§ Records supplied
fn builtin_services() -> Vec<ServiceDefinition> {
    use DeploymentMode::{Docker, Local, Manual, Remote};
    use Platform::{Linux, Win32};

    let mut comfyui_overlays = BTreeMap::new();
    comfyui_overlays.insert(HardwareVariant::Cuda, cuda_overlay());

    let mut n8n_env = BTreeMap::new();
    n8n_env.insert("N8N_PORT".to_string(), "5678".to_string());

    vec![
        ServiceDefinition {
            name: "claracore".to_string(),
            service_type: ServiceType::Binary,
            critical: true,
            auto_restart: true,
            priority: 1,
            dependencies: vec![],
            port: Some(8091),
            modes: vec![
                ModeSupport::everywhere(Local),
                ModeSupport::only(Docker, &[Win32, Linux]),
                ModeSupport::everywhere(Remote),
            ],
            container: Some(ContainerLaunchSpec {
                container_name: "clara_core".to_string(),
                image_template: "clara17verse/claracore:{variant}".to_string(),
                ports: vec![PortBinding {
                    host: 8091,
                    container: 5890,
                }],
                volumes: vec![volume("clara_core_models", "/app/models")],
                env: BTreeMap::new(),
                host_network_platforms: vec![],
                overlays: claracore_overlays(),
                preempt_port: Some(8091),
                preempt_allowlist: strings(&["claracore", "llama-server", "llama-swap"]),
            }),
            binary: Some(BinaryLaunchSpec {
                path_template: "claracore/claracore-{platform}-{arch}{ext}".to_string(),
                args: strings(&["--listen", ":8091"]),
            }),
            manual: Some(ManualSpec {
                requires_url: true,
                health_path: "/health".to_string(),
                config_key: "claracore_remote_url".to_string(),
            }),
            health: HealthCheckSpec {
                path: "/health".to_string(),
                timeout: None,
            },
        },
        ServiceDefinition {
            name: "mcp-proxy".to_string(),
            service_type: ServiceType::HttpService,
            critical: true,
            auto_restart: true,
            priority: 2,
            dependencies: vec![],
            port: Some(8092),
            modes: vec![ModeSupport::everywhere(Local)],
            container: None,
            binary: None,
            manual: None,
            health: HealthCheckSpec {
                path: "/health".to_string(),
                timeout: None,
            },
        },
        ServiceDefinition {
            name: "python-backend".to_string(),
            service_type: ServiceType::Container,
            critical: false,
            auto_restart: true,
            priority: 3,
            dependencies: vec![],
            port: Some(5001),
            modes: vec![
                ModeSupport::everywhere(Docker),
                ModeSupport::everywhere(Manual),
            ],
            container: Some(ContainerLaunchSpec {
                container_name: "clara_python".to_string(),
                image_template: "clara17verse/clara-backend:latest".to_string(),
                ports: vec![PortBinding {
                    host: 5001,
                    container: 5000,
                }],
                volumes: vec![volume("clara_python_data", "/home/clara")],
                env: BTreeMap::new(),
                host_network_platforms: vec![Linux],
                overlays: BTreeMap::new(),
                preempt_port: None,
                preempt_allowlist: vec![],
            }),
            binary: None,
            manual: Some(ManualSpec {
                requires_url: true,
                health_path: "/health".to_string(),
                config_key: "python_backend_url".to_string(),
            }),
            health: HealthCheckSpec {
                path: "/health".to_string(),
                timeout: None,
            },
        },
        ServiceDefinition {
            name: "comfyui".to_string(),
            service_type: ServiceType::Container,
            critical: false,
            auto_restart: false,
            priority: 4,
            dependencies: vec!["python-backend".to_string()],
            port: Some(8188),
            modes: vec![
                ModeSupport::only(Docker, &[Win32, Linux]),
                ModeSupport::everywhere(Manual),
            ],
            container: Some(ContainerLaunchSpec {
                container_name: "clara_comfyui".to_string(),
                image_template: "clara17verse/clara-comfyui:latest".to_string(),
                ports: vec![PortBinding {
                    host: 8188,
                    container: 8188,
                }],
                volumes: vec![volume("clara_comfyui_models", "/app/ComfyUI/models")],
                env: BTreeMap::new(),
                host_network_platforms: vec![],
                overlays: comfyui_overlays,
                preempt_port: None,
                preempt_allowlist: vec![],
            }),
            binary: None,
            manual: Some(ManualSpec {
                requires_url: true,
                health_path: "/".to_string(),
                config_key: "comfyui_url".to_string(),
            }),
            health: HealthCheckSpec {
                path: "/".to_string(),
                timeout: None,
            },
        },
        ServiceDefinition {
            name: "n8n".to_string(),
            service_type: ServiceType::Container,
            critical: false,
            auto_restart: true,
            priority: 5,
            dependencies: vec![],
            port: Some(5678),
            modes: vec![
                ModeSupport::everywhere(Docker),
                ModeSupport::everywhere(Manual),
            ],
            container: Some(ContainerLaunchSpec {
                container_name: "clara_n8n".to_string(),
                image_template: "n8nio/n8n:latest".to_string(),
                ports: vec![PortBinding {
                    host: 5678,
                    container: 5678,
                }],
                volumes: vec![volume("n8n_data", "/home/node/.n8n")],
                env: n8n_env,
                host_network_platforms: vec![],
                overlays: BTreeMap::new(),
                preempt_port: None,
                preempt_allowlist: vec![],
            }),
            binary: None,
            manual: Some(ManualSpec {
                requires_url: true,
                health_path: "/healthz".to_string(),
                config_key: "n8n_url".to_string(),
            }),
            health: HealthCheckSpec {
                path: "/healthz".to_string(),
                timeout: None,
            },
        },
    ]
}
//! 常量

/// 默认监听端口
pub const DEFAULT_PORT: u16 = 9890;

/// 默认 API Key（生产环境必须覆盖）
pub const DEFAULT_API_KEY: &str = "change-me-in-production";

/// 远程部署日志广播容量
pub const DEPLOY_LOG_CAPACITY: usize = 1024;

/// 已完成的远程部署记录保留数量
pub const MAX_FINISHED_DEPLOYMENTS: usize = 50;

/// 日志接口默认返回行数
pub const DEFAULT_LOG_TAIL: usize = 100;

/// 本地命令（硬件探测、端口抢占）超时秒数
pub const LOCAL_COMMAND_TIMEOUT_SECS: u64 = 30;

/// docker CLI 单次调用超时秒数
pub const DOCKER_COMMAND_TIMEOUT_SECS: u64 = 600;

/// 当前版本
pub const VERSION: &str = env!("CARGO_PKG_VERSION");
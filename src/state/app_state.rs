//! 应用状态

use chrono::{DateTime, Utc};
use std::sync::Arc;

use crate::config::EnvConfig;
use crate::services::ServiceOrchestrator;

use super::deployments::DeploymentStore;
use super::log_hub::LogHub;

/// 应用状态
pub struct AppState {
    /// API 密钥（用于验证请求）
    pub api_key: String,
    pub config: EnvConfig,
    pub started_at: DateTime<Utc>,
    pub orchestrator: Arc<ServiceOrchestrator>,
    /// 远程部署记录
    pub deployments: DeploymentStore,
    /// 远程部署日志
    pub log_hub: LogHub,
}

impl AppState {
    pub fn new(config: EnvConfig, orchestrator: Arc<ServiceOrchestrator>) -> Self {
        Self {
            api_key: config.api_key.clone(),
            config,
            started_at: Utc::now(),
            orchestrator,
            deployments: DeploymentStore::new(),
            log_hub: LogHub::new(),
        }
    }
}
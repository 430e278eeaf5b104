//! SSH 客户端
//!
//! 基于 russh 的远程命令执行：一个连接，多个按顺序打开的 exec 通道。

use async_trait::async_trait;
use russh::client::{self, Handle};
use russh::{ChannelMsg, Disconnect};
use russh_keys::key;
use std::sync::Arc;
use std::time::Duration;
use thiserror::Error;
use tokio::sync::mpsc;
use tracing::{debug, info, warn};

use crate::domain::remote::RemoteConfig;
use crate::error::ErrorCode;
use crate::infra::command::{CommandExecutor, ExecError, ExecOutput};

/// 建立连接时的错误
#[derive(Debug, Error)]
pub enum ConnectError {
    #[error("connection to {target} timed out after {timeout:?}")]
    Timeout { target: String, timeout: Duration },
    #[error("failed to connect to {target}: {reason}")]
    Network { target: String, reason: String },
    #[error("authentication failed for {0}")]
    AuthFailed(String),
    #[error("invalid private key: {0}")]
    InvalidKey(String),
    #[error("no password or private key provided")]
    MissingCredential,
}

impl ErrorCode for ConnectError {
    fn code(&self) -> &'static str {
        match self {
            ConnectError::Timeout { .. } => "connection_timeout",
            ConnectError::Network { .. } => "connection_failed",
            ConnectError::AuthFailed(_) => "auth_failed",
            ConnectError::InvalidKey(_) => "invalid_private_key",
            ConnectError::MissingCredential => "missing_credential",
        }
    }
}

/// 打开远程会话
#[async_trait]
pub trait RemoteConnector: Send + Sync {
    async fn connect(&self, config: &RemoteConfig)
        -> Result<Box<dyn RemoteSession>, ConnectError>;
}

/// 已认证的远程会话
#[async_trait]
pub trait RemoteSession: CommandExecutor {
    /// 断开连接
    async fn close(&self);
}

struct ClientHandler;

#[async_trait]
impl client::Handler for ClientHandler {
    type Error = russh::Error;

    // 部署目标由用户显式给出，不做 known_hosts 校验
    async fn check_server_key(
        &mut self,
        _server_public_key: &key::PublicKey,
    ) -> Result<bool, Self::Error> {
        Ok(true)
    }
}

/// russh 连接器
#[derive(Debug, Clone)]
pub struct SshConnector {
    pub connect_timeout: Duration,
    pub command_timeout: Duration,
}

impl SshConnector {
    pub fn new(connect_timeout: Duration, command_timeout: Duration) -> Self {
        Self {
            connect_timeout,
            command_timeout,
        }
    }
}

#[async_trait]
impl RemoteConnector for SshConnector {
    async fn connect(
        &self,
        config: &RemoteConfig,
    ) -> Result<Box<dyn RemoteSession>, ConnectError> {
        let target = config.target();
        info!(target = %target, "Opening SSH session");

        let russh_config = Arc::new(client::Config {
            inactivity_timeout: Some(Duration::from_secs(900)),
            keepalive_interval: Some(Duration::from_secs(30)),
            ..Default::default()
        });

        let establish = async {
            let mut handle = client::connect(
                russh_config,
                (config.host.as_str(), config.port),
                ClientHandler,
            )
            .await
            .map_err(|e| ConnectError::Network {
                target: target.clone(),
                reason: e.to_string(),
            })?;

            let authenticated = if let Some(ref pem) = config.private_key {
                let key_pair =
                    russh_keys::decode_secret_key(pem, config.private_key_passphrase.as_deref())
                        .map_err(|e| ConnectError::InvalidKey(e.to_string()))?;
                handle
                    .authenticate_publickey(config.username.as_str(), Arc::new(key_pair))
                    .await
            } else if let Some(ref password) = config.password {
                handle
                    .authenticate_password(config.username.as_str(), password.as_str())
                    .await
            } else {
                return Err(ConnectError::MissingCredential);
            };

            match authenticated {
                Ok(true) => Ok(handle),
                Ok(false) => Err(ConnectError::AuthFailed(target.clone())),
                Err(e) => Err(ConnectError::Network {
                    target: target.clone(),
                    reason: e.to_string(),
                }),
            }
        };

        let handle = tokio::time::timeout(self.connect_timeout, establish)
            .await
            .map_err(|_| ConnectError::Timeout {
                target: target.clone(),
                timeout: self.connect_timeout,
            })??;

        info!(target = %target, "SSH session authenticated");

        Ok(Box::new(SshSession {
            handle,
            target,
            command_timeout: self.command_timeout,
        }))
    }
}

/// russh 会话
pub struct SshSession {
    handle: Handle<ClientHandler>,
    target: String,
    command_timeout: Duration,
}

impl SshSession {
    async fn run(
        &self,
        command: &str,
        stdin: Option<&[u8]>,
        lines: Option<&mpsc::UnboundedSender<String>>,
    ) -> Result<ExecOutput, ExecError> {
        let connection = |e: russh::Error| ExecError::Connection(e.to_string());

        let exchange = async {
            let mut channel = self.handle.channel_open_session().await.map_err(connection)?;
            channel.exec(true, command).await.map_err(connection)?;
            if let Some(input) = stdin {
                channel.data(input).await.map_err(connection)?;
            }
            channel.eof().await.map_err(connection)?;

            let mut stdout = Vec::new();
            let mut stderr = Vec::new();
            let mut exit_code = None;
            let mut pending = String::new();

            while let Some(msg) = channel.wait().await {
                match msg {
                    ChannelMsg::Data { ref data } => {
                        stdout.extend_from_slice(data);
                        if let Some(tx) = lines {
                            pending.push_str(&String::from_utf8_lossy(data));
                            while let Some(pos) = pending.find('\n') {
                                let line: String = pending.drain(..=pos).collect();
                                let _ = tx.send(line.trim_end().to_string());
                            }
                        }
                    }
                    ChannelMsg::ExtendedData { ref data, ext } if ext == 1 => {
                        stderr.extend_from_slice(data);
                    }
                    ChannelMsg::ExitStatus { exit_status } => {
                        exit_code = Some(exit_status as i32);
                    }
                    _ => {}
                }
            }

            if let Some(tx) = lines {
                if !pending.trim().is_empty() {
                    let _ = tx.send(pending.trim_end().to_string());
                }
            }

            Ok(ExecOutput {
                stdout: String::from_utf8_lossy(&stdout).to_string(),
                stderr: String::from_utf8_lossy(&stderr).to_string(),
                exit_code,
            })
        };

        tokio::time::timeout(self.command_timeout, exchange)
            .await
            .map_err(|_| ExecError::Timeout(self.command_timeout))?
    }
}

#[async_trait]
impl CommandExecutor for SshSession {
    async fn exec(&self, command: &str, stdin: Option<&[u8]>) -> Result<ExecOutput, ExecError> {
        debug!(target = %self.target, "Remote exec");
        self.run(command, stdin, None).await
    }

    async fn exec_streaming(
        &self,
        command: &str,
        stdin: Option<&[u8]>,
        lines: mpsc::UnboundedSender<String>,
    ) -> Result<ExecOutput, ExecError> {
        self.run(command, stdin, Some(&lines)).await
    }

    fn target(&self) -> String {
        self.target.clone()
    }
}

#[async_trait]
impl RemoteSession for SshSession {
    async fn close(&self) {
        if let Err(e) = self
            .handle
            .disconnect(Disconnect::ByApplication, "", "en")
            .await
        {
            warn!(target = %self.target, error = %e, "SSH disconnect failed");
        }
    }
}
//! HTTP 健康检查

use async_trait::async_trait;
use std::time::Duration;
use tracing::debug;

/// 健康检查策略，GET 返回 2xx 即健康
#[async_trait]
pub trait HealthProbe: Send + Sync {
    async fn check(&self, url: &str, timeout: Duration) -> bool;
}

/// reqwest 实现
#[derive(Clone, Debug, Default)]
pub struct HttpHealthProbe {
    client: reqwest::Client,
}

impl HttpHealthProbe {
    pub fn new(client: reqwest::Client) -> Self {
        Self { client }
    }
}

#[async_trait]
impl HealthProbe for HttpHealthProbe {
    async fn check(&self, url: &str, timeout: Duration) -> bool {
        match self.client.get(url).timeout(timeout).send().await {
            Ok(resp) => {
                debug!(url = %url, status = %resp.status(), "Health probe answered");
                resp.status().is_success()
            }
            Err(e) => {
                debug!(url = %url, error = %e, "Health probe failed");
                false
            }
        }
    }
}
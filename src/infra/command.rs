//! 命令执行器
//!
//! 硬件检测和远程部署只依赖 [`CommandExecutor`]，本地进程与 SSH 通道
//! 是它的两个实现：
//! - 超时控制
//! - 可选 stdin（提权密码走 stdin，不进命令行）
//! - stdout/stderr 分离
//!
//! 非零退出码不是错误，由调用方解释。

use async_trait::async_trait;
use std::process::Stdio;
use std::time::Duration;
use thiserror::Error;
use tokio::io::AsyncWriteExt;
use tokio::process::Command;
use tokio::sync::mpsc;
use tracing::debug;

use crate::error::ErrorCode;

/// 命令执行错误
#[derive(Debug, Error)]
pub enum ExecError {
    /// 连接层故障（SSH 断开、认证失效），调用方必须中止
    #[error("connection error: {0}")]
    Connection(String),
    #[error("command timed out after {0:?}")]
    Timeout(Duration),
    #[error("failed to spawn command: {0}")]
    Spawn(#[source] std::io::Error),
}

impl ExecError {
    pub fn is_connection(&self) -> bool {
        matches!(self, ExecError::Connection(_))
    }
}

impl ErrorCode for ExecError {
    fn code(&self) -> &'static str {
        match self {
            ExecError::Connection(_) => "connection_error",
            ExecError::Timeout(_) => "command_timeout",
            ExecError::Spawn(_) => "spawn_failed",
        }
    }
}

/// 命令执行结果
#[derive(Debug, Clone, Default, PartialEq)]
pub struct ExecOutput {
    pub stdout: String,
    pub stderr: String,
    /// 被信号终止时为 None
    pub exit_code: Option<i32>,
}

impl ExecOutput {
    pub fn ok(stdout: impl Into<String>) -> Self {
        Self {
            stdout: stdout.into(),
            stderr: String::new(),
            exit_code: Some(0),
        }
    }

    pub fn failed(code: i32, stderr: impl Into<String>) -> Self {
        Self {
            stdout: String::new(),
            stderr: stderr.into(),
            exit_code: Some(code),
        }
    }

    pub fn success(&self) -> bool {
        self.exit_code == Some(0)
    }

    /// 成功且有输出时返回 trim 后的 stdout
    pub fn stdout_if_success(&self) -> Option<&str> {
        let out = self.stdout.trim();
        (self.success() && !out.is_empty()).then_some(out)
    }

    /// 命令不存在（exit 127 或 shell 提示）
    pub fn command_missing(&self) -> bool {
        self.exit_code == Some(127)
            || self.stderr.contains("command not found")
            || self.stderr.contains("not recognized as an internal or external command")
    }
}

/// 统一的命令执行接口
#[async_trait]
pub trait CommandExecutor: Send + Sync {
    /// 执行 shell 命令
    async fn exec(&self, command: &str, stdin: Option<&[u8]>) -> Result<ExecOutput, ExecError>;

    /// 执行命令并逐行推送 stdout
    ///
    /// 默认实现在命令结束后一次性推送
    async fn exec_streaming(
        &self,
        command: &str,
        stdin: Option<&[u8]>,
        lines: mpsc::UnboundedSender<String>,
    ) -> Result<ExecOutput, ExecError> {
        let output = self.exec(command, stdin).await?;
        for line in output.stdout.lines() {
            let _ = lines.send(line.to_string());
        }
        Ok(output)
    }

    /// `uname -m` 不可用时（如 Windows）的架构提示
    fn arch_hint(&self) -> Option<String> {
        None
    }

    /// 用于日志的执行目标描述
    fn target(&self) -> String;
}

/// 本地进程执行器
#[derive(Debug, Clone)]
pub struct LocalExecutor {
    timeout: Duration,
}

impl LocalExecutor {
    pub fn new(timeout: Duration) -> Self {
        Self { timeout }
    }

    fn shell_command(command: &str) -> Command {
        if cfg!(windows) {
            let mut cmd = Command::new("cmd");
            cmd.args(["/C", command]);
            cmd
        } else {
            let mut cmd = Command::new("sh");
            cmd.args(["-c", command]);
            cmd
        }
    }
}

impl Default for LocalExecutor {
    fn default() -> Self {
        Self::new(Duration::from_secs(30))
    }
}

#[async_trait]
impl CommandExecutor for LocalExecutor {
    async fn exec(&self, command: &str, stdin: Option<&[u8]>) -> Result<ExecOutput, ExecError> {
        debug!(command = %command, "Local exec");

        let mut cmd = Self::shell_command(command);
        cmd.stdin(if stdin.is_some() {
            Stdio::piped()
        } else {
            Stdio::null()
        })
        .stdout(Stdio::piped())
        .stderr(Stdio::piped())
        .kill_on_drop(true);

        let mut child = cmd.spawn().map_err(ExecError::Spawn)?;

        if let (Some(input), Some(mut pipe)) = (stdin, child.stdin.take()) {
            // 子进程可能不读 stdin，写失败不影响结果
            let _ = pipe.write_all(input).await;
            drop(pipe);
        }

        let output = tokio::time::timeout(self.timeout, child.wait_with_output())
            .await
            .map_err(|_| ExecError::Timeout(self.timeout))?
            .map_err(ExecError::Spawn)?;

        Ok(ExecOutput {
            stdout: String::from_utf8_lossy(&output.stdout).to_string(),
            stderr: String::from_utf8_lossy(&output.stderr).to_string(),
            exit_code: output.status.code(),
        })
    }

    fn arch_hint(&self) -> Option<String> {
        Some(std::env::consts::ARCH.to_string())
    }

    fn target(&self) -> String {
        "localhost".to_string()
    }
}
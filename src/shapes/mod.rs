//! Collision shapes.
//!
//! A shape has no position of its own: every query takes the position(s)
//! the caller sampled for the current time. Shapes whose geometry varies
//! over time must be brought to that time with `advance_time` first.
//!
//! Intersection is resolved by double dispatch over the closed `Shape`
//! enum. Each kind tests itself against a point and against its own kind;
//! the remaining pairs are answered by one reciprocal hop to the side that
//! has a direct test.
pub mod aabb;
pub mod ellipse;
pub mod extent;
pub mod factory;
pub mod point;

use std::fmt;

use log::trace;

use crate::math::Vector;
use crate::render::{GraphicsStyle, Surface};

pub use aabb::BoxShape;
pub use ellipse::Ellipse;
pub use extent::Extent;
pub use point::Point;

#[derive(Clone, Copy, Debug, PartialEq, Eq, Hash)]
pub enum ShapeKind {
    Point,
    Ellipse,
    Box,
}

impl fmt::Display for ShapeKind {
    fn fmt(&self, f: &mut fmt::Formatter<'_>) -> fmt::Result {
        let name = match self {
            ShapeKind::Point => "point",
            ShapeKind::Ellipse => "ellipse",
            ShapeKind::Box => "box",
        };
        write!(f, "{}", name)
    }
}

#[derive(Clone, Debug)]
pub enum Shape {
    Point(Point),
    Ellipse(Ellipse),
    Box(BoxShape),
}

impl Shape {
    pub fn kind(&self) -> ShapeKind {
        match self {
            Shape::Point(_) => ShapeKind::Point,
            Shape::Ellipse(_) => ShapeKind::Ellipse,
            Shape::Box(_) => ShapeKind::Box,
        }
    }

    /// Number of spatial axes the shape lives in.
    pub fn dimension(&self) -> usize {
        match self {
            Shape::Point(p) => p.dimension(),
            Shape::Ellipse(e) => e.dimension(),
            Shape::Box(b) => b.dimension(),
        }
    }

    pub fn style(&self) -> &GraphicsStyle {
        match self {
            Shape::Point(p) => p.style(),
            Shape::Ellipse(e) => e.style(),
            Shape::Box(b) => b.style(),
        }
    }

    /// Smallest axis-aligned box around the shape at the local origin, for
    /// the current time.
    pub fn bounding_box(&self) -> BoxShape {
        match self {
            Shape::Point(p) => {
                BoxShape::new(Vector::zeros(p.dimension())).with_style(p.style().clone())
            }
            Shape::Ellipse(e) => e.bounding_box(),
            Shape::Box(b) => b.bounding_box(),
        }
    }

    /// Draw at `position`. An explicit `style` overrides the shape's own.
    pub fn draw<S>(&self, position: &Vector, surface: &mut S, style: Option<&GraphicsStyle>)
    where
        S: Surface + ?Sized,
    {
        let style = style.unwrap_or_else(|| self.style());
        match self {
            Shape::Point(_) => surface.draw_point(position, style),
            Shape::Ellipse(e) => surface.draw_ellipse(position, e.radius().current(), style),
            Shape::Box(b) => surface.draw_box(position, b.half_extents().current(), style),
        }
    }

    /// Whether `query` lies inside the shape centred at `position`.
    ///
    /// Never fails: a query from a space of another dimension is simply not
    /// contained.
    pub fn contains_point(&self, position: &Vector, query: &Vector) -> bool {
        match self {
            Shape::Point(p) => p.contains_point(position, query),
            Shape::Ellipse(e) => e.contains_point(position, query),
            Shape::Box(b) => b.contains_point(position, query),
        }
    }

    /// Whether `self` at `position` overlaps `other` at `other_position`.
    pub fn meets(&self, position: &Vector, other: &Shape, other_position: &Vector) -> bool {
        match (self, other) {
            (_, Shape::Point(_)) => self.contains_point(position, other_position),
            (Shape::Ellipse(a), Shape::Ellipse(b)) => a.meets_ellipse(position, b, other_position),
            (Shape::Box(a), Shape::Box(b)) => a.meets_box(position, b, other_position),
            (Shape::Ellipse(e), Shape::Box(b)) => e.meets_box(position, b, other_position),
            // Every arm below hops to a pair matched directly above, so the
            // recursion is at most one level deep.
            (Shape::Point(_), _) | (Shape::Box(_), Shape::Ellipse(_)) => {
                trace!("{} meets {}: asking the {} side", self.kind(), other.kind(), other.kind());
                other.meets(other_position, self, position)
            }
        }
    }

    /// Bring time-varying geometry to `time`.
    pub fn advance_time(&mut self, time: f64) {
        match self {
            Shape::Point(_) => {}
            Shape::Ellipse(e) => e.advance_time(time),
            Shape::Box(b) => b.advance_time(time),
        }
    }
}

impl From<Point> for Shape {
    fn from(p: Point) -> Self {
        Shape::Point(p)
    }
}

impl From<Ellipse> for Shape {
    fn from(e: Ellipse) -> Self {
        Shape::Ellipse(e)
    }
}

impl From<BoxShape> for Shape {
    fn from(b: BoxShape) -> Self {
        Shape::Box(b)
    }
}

§ Task description
Whenever a line in the records contains the word "ServiceOrchestrator", copy that line.

§ Response to this task
use crate::services::ServiceOrchestrator;
    pub orchestrator: Arc<ServiceOrchestrator>,
    pub fn new(config: EnvConfig, orchestrator: Arc<ServiceOrchestrator>) -> Self {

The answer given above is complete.